Tecilde hakim olan fikir, fail hakkındaki cezanın infazından, muayyen müddet içinde göstereceği iyi hal neticesi feragat edilmesi, onun cezaevine konmasına yine kendi gayreti ile engel olunmasıdır. İlk defa suç işleyenlere (veya böyle kabul edilenlere) karşı daha merhametli davranılması, serbest hayatta tekrar tecrübe edilerek ceza infaz edilmeden dahi ıslah olmalarına yardım edilmesi fikri, müessesenin mahiyetini teşkil eder. Deneme müddetini iyi hal ile geçirenin, nefsini ıslah ettiği kanaatine dayanılmakta ve cezanın infazına gitmeden de muntazam bir hayat sürmeye alışmış olduğu karinesi kabul edilmektedir.
Tecilin gayesi üç esasta toplanabilir. Bunlar, tecilin iyi bir ceza siyaseti alması, cezaların ferdileştirilmesi vasıtası bulunması ve kısa süreli hürriyeti bağlayıcı cezaların mahzurlarını bertaraf etmesidir.
Tecil bir bütündür. Tecilde suç ayrımı yapılmaz. Esas olan mahkumiyetin cinsi ve süresidir ve dikkat edilecek olan, işlenen fiilin nevi değil, failde aranan sübjektif şartlardır.
Tecil bölünmez. Fail tecile ya layıktır veya değildir. Layık görülmüşse hakkındaki cezaların hepsinin tecili gerekir. Fail için verilen cezanın bir kısmının tecili, bir kısmının infaz edilmesi, müessesenin gayesiyle bağdaşmaz.

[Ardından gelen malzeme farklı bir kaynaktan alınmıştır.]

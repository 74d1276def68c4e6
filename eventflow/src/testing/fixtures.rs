//! Shared fixtures: a test event enum and small ready-made workflows.

use crate::context::Context;
use crate::errors::WorkflowValidationError;
use crate::events::{Event, EventType, StartEvent, StopEvent};
use crate::workflow::{StepSpec, Workflow};
use serde::Serialize;

/// Event enum used throughout the crate's tests and benchmarks.
#[derive(Debug, Clone, PartialEq, Serialize)]
#[serde(tag = "type")]
pub enum TestEvent {
    /// Run input.
    Start(StartEvent),
    /// First test payload.
    One {
        /// Payload.
        test_param: String,
    },
    /// Second test payload.
    Another {
        /// Payload.
        another_test_param: String,
    },
    /// Payload-free marker.
    Last,
    /// Run result.
    Stop(StopEvent),
}

impl TestEvent {
    /// Type of [`TestEvent::One`].
    pub const ONE: EventType = EventType::new("OneTestEvent");
    /// Type of [`TestEvent::Another`].
    pub const ANOTHER: EventType = EventType::new("AnotherTestEvent");
    /// Type of [`TestEvent::Last`].
    pub const LAST: EventType = EventType::new("LastEvent");

    /// Builds a [`TestEvent::One`].
    #[must_use]
    pub fn one(param: &str) -> Self {
        Self::One {
            test_param: param.to_string(),
        }
    }

    /// Builds a [`TestEvent::Another`].
    #[must_use]
    pub fn another(param: &str) -> Self {
        Self::Another {
            another_test_param: param.to_string(),
        }
    }

    /// Builds a stop event carrying `result`.
    #[must_use]
    pub fn stop(result: impl Into<serde_json::Value>) -> Self {
        Self::Stop(StopEvent::new(result))
    }
}

impl Event for TestEvent {
    fn event_type(&self) -> EventType {
        match self {
            Self::Start(_) => EventType::START,
            Self::One { .. } => Self::ONE,
            Self::Another { .. } => Self::ANOTHER,
            Self::Last => Self::LAST,
            Self::Stop(_) => EventType::STOP,
        }
    }

    fn from_start(start: StartEvent) -> Self {
        Self::Start(start)
    }

    fn into_stop(self) -> Result<StopEvent, Self> {
        match self {
            Self::Stop(stop) => Ok(stop),
            other => Err(other),
        }
    }
}

/// start -> `One` -> `Last` -> stop("Workflow completed").
///
/// # Errors
///
/// Returns the builder's validation error; the fixture is valid.
pub fn linear_workflow() -> Result<Workflow<TestEvent>, WorkflowValidationError> {
    Workflow::builder("linear")
        .step(
            StepSpec::from_sync_fn("start_step", |_ctx: &Context<TestEvent>, _ev| {
                Ok(Some(TestEvent::one("test")))
            })
            .accepts([EventType::START])
            .produces([TestEvent::ONE]),
        )
        .step(
            StepSpec::from_sync_fn("middle_step", |_ctx: &Context<TestEvent>, _ev| {
                Ok(Some(TestEvent::Last))
            })
            .accepts([TestEvent::ONE])
            .produces([TestEvent::LAST]),
        )
        .step(
            StepSpec::from_sync_fn("end_step", |_ctx: &Context<TestEvent>, _ev| {
                Ok(Some(TestEvent::stop("Workflow completed")))
            })
            .accepts([TestEvent::LAST])
            .produces([EventType::STOP]),
        )
        .build()
}

/// Two steps turn the start event into `One` and `Another`; a third collects
/// both and stops with the collected pair.
///
/// # Errors
///
/// Returns the builder's validation error; the fixture is valid.
pub fn collect_pair_workflow() -> Result<Workflow<TestEvent>, WorkflowValidationError> {
    Workflow::builder("collect_pair")
        .step(
            StepSpec::from_sync_fn("emit_one", |_ctx: &Context<TestEvent>, _ev| {
                Ok(Some(TestEvent::one("test")))
            })
            .accepts([EventType::START])
            .produces([TestEvent::ONE]),
        )
        .step(
            StepSpec::from_sync_fn("emit_another", |_ctx: &Context<TestEvent>, _ev| {
                Ok(Some(TestEvent::another("test")))
            })
            .accepts([EventType::START])
            .produces([TestEvent::ANOTHER]),
        )
        .step(
            StepSpec::from_sync_fn("collect", |ctx: &Context<TestEvent>, ev| {
                let Some(events) = ctx.collect_events(ev, &[TestEvent::ONE, TestEvent::ANOTHER])
                else {
                    return Ok(None);
                };
                Ok(Some(TestEvent::Stop(StopEvent::from_serializable(&events)?)))
            })
            .accepts([TestEvent::ONE, TestEvent::ANOTHER])
            .produces([EventType::STOP])
            .optional_output(),
        )
        .build()
}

Tecilin fer'i ve mütemmim cezalara etkisi, incelenen konu açısından ayrıca önem arzetmektedir. Tecziyeyi temsil eden asli cezanın yanı sıra, asli cezaya ek ceza olarak verilen fer'i cezalar ve asli cezanın kanuni sonucu olan mütemmim cezalar da Ceza Kanunumuzda yer almaktadır. Memuriyetten mahrumiyeti de kapsayan (amme hizmetlerinden memuriyet) cezası fer'i ve mütemmim ceza olarak Türk Ceza Kanununun 20. ve 31. maddelerinde hükme bağlanmıştır. Türk Ceza Kanununun 1926 tarihli ilk metninde 91. maddede " 89. madde hükmü mütemmim cezalar hakkında dahi tatbik edilebilir" denildiğinden aksi sarahaten belirtilmedikçe fer"i cezalar tecil edilmemiş sayılmaktaydı. Buna rağmen TBMM'nin 16.6.1927 tarih ve 116 sayılı tefsirinde, asli cezanın tecili halinde mütemmim cezaların dahi tecili gerekeceğine karar verilmiştir. 91. madde 8.6.1933 tarih ve 2275 sayılı Kanunla değiştirilmiş ve bugünkü şeklini almıştır. 91. maddenin ( 89. madde hükmü mahkeme kararında hilafı tasrih edilmedikçe fer'i cezalar hakkında da tatbik olunur) hükmü karşısında, prensip olarak asli cezanın tecili halinde fer'i cezanın da tecil edilmiş olacağı, ancak hakimin, fer'i cezaları, kararında açıkça belirtmek kaydıyla tecil dışı bırakılabileceği kabul edilmektedir. Mütemmim cezaların da aynı uygulamaya tabi olacağını müellifler belirtmektedirler.
Öğretide müellifler, fer'i cezalara ilişkin bu esasların mahkumiyetin diğer kanunlar gereği husule getireceği başka ehliyetsizlikler bakımından da uygulanması gerekeceğini kabul etmektedirler.
İncelenen konu açısından arzettiği önem nedeniyle, tecilin sonuçlarına özellikle değinmek gerekmektedir.
Tecilin hemen beliren ilk sonucu cezaların infazına engel oluşudur. Kararda aksi yazılmamışsa fer'i cezalar da gayrıkabili infaz hale gelir, Türk hukukunun sistemine göre, tecil halinde mahkumiyetin bütün diğer neticeleri de geri bırakılır.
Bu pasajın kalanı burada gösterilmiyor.